Le gavial du Gange, un rêve / Ganges gharial, a dream

Eric, mon frère, et moi, depuis 2 ans seulement avions ouvert la ferme aux crocodiles à Pierrelatte. Le monde se pressait pour voir les crocodiles du Nil, je n'avais jamais vu de vrais gavials, à part sur les écrans. Ils me fascinaient déjà. Leur morphologie très fuselée, leurs pattes courtes, leurs tête avec des yeux proéminents, leur mâchoire si effilée ; ils paraissaient si différents des crocodiles que je connaissais.

C'est un visiteur rencontré sur une passerelle de la ferme qui m'a raconté son séjour au Népal. Il avait aperçu ce "drôle de crocodile" dans un parc naturel. C'est devenu une idée fixe. Il fallait que j'aille voir. J'organisais un voyage avec mon ami André Servan, cinéaste, afin de faire un premier reportage.
C'était en janvier 1998, il faisait chaud dans le parc du Chitwan, à quelques kilomètres de la frontière indienne, le temps était clair et, comme  dans un décor de théâtre, la chaîne de l'Himalaya se découpait devant nous.
Un guide nous accompagnait, sur les bords de la rivière Rapti, pour essayer de nous faire découvrir "le Gavial". Tout le long, nous découvrons de nombreuses traces d'éléphants, de rhinocéros, plus tard, nous suivons les empreintes d'un tigre venu boire...
Après une longue marche, l'incroyable survient. Trois grands gavials, la gueule ouverte, se dorent au soleil. C'est génial, nous y sommes, le rêve est devenu réalité et pour parfaire l'image, deux paons sauvages viennent s'abreuver à proximité. C'est le début, le déclic de mon engagement pour la conservation.

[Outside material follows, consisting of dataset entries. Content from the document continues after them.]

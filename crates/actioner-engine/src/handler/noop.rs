//! No-op action performer.
//!
//! For labels whose only effect is the audit trail.

use async_trait::async_trait;

use actioner_core::config::ActionKind;
use actioner_core::message::{ActionLabel, MatchMessage};

use crate::error::ActionError;
use crate::handler::ActionPerformer;

/// Performer that logs the match and succeeds.
pub struct NoopActionPerformer {
    label: ActionLabel,
}

impl NoopActionPerformer {
    pub fn new(label: ActionLabel) -> Self {
        Self { label }
    }
}

#[async_trait]
impl ActionPerformer for NoopActionPerformer {
    fn kind(&self) -> ActionKind {
        ActionKind::Noop
    }

    async fn perform_action(&self, match_message: &MatchMessage) -> Result<(), ActionError> {
        tracing::info!(
            action_label = %self.label,
            content_key = %match_message.content_key,
            signals = match_message.matching_banked_signals.len(),
            "No-op action performed"
        );
        Ok(())
    }
}
//! Actioner binary - composition root.
//!
//! 1. Load configuration from TOML
//! 2. Open the action event database
//! 3. Build the action context (registry, dispatcher, recorder, intake loop)
//! 4. Process one batch of queued messages from a file or stdin
//! 5. Print the batch acknowledgement as JSON on stdout

mod cli;

use std::process::ExitCode;
use std::sync::Arc;

use clap::Parser;
use tokio::io::AsyncReadExt;

use actioner_core::config::ActionerConfig;
use actioner_engine::{ActionerContext, ContextCell, TransportBatch};
use actioner_storage::Database;

use cli::CliArgs;

async fn read_batch(args: &CliArgs) -> std::io::Result<String> {
    match args.input_file() {
        Some(path) => tokio::fs::read_to_string(path).await,
        None => {
            let mut buf = String::new();
            tokio::io::stdin().read_to_string(&mut buf).await?;
            Ok(buf)
        }
    }
}

#[tokio::main]
async fn main() -> Result<ExitCode, Box<dyn std::error::Error>> {
    let args = CliArgs::parse();

    // Config is read before tracing starts so its log level can apply.
    let config_file = args.resolve_config_path();
    let config_result = ActionerConfig::load_or_default(&config_file);
    let config_level = match &config_result {
        Ok(config) => config.general.log_level.as_str(),
        Err(_) => "info",
    };

    let log_level = args.resolve_log_level(config_level);
    tracing_subscriber::fmt()
        .with_env_filter(
            tracing_subscriber::EnvFilter::try_from_default_env()
                .unwrap_or_else(|_| tracing_subscriber::EnvFilter::new(&log_level)),
        )
        .with_writer(std::io::stderr)
        .init();

    tracing::info!("Starting actioner v{}", env!("CARGO_PKG_VERSION"));
    // An unusable config aborts before any message is read or acknowledged.
    let config = match config_result {
        Ok(config) => config,
        Err(e) => {
            tracing::error!(path = %config_file.display(), error = %e, "Invalid configuration");
            return Err(e.into());
        }
    };
    tracing::info!(path = %config_file.display(), "Configuration ready");

    // Storage.
    let db_path = args.resolve_db_path(&config.storage.db_path);
    let db = Arc::new(Database::new(&db_path)?);
    tracing::info!(path = %db_path.display(), "SQLite database opened");

    // Context.
    let cell = ContextCell::new();
    let context = cell.get_or_try_init(|| ActionerContext::initialize(&config, db))?;
    tracing::info!(labels = ?context.registry().labels(), "Action registry ready");

    // Batch.
    let raw = read_batch(&args).await?;
    let messages = TransportBatch::from_json(&raw)?.into_messages();
    let report = context.intake().process_batch(&messages).await;

    let response = report.response(config.intake.ack_mode);
    println!("{}", serde_json::to_string(&response)?);

    if report.is_success() {
        Ok(ExitCode::SUCCESS)
    } else {
        Ok(ExitCode::FAILURE)
    }
}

Il faut que mes enfants, mes petits enfants voient ça, les autres aussi...
Deux jours plus tard, pour les besoins du reportage nous faisons l'interview du docteur Maskey, directeur des parcs nationaux du Népal. Il nous parle avec passion des gavials et de l'intérêt de travailler à leur conservation. Il en parle avec d'autant plus de conviction qu'il a fait sa thèse de doctorat sur le sujet. Chacune de nos rencontres était pour nous un grand plaisir, cette coopération nous a permis de faire de grands pas dans la protection du Gavial au Népal. Malheureusement Tirtha Maskey nous a quitté en 2007 dans un terrible accident d'hélicoptère. Je pense souvent à lui et à son épouse.

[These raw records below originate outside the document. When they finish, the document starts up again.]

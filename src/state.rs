//! Process-wide application state.

use crate::config::RedisProperties;
use crate::infrastructure::RedisConnectionFactory;

/// Shared handles built once at startup and passed to consumers.
///
/// Replaces any hidden global registry: whoever needs a Redis connection
/// receives this state (or a clone of it) explicitly.
#[derive(Clone)]
pub struct AppState {
    pub properties: RedisProperties,
    pub redis: RedisConnectionFactory,
}
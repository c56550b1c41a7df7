//! # URL Screener
//!
//! Bootstrap components for a Redis-backed malicious URL screening service.
//!
//! ## Architecture
//!
//! - **Domain Layer** ([`domain`]) - The typed error raised on malware detection
//! - **Infrastructure Layer** ([`infrastructure`]) - The Redis connection factory
//! - **Configuration** ([`config`]) - Environment-driven settings
//! - **Bootstrap** ([`bootstrap`]) - Explicit startup wiring into [`state::AppState`]
//!
//! ## Quick Start
//!
//! ```bash
//! export REDIS_HOST="localhost"
//! export REDIS_PORT="6379"
//!
//! cargo run
//! ```
//!
//! ## Configuration
//!
//! Settings are loaded from environment variables via [`config::Config`].
//! See the [`config`] module for available options.

pub mod bootstrap;
pub mod config;
pub mod domain;
pub mod infrastructure;
pub mod state;

pub use domain::MalwareUrlError;
pub use state::AppState;

/// Commonly used types for external consumers.
pub mod prelude {
    pub use crate::config::{Config, RedisProperties};
    pub use crate::domain::MalwareUrlError;
    pub use crate::infrastructure::RedisConnectionFactory;
    pub use crate::state::AppState;
}
//! Core domain types for URL screening.

pub mod error;

pub use error::{MalwareUrlError, MALWARE_URL_MESSAGE};
//! Application configuration loaded from environment variables.
//!
//! Configuration is loaded once at startup and validated before any
//! component is constructed.
//!
//! ## Variables
//!
//! ```bash
//! export REDIS_HOST="localhost"   # default: localhost
//! export REDIS_PORT="6379"        # default: 6379
//! export RUST_LOG="info"          # default: info
//! export LOG_FORMAT="text"        # text or json, default: text
//! ```
//!
//! All variables are optional; defaults target a local Redis instance.

use anyhow::{Context, Result};
use std::env;

/// Redis endpoint settings. Immutable after load.
#[derive(Debug, Clone, PartialEq, Eq)]
pub struct RedisProperties {
    pub host: String,
    pub port: u16,
}

impl RedisProperties {
    /// Renders the connection URL consumed by the `redis` crate.
    pub fn url(&self) -> String {
        format!("redis://{}:{}/", self.host, self.port)
    }
}

/// Service configuration loaded from environment variables.
#[derive(Debug, Clone)]
pub struct Config {
    pub redis: RedisProperties,
    pub log_level: String,
    pub log_format: String,
}

impl Config {
    /// Loads configuration from environment variables.
    ///
    /// # Errors
    ///
    /// Returns an error if `REDIS_PORT` is set but not a valid port number.
    pub fn from_env() -> Result<Self> {
        let redis = Self::load_redis_properties().context("Failed to load Redis configuration")?;

        let log_level = env::var("RUST_LOG").unwrap_or_else(|_| "info".to_string());
        let log_format = env::var("LOG_FORMAT").unwrap_or_else(|_| "text".to_string());

        Ok(Self {
            redis,
            log_level,
            log_format,
        })
    }

    /// Loads the Redis endpoint from `REDIS_HOST` / `REDIS_PORT`.
    fn load_redis_properties() -> Result<RedisProperties> {
        let host = env::var("REDIS_HOST").unwrap_or_else(|_| "localhost".to_string());

        let port = match env::var("REDIS_PORT") {
            Ok(raw) => raw
                .parse::<u16>()
                .with_context(|| format!("REDIS_PORT must be a port number, got '{}'", raw))?,
            Err(_) => 6379,
        };

        Ok(RedisProperties { host, port })
    }

    /// Validates the configuration.
    ///
    /// # Errors
    ///
    /// Returns an error if:
    /// - `REDIS_HOST` is empty
    /// - `REDIS_PORT` is zero
    /// - `LOG_FORMAT` is not `text` or `json`
    pub fn validate(&self) -> Result<()> {
        if self.redis.host.is_empty() {
            anyhow::bail!("REDIS_HOST must not be empty");
        }

        if self.redis.port == 0 {
            anyhow::bail!("REDIS_PORT must be in range 1-65535, got 0");
        }

        if self.log_format != "text" && self.log_format != "json" {
            anyhow::bail!(
                "LOG_FORMAT must be 'text' or 'json', got '{}'",
                self.log_format
            );
        }

        Ok(())
    }

    /// Prints configuration summary.
    pub fn print_summary(&self) {
        tracing::info!("Configuration loaded:");
        tracing::info!("  Redis: {}:{}", self.redis.host, self.redis.port);
        tracing::info!("  Log level: {}", self.log_level);
        tracing::info!("  Log format: {}", self.log_format);
    }
}

/// Loads and validates configuration from environment variables.
///
/// # Errors
///
/// Returns an error if a variable is malformed or validation fails.
///
/// # Note
///
/// This function expects environment variables to be already loaded
/// (e.g., via `dotenvy::dotenv()` in `main.rs`).
pub fn load_from_env() -> Result<Config> {
    let config = Config::from_env()?;
    config.validate()?;
    Ok(config)
}
use anyhow::Result;
use tracing_subscriber::EnvFilter;
use url_screener::{bootstrap, config};

#[tokio::main]
async fn main() -> Result<()> {
    // Load .env if present; real environment variables take priority.
    dotenvy::dotenv().ok();

    let config = config::load_from_env()?;

    let filter = EnvFilter::try_new(&config.log_level)
        .unwrap_or_else(|_| EnvFilter::new("info"));

    if config.log_format == "json" {
        tracing_subscriber::fmt().with_env_filter(filter).json().init();
    } else {
        tracing_subscriber::fmt().with_env_filter(filter).init();
    }

    config.print_summary();

    let state = bootstrap::init(&config)?;

    // One-shot connectivity probe; failures surface here rather than at
    // factory construction.
    match state.redis.connect().await {
        Ok(_) => tracing::info!("Redis endpoint is reachable"),
        Err(e) => {
            tracing::error!("Redis connectivity probe failed: {e:#}");
            return Err(e);
        }
    }

    Ok(())
}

L'interview se déroulait au centre d'élevage et de reproduction à Kasara. Je remarquais que cet endroit était bien pensé, les animaux étaient beaux, les enclos très propres. Je n'avais pas vu d'élevage aussi bien conçu dans les pays en voie de développement. Néanmoins la nursery ne paraissait pas correspondre aux besoins, d'ailleurs la mortalité des jeunes était excessive.
Nous sommes rentrés en France avec de magnifiques images du Népal, de ce fort contraste entre la chaîne de l'Himalaya, le toit du monde, et la plaine du Teraï où vit ce crocodilien si particulier...Elles n'ont pas laissé les médias et le public indifférents. Il fallait continuer d'agir pour cet animal.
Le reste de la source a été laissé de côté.